So much has changed.

I find myself only writing on here every 6 or so months.  I am hoping to make that more frequent; I think I could really use it these days.

I was reading back to some of my last entries about how much I hated my job as a director – and guess what?  I quit!

Yep – that’s right, I quit. I quit in mid-December, last day was January 2nd.  I had essentially the entire month of January off.  And now… I have a new job.   AND GUESS WHAT AGAIN?  I took a lower level.  I’m back to being a manager, overseeing individual contributors.

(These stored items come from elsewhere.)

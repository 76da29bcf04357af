use std::collections::{BTreeMap, BTreeSet};

use crate::{derive_key, normalize_id, ModelId, ModelKey, ModelStateInfo};

/// Immutable view of one native listing, keyed by model id.
///
/// Snapshots are replaced wholesale on every successful fetch; nothing
/// merges into an existing one.
#[derive(Clone, Debug, Default)]
pub struct StateSnapshot {
    entries: BTreeMap<ModelId, ModelStateInfo>,
}

impl StateSnapshot {
    pub fn from_entries(entries: impl IntoIterator<Item = ModelStateInfo>) -> Self {
        Self {
            entries: entries.into_iter().map(|e| (e.id.clone(), e)).collect(),
        }
    }

    pub fn get(&self, id: &str) -> Option<&ModelStateInfo> {
        self.entries.get(id)
    }

    fn family<'a>(&'a self, key: &'a str) -> impl Iterator<Item = &'a ModelStateInfo> + 'a {
        self.entries.values().filter(move |e| derive_key(&e.id) == key)
    }

    /// True if the exact id, or any instance of its family, satisfies `pred`.
    pub fn family_matches(&self, model: &str, pred: impl Fn(&ModelStateInfo) -> bool) -> bool {
        let model = normalize_id(model);
        if self.get(&model).map_or(false, &pred) {
            return true;
        }
        let key = derive_key(&model);
        let hit = self.family(&key).any(|e| pred(e));
        hit
    }

    /// Authoritative loaded verdict: the exact entry decides when present,
    /// otherwise any loaded family member counts. `None` means the listing
    /// says nothing either way.
    pub fn loaded_verdict(&self, model: &str) -> Option<bool> {
        let model = normalize_id(model);
        if let Some(exact) = self.get(&model) {
            return Some(exact.is_loaded());
        }
        let key = derive_key(&model);
        if self.family(&key).any(ModelStateInfo::is_loaded) {
            return Some(true);
        }
        None
    }

    /// Loaded ids of one family, in id order.
    pub fn loaded_in_family(&self, key: &str) -> Vec<ModelId> {
        self.family(key).filter(|e| e.is_loaded()).map(|e| e.id.clone()).collect()
    }

    pub fn loaded_ids(&self) -> BTreeSet<ModelId> {
        self.entries.values().filter(|e| e.is_loaded()).map(|e| e.id.clone()).collect()
    }

    pub fn loaded_keys(&self) -> BTreeSet<ModelKey> {
        self.entries.values().filter(|e| e.is_loaded()).map(ModelStateInfo::key).collect()
    }
}

/// Order in which duplicate instances are kept: the bare key first, then
/// lexicographic. The first element survives.
pub fn keep_order(key: &str, ids: &mut [ModelId]) {
    ids.sort_by(|a, b| (a != key).cmp(&(b != key)).then_with(|| a.cmp(b)));
}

I couldn’t be happier.  This job is going to be a cakewalk compared to my last job.  My boss is fun, hyper (lol), and overall a good dude. I am very much looking forward to this next chapter.

Today though was a tough day.  Tough parenting day.  Tarin and Kesley are almost 5 and 3 respectively – damn, these are hard ages.  Last night was Mitchell and my 10 year anniversary.  I have to say, he was very supportive during this career shift for me – he encouraged me to quit and was supportive in me finding a new job.  We had a bit of a (good) turning point in our marriage.  I find that I still want to work – that’s something that brings me some purpose – but now, I feel as though I’ll have a lot more energy to just be present.  I don’t want to get into this – but my boss at my last company was just bad.  It’s difficult that bosses have so much power into the wellbeings of individuals.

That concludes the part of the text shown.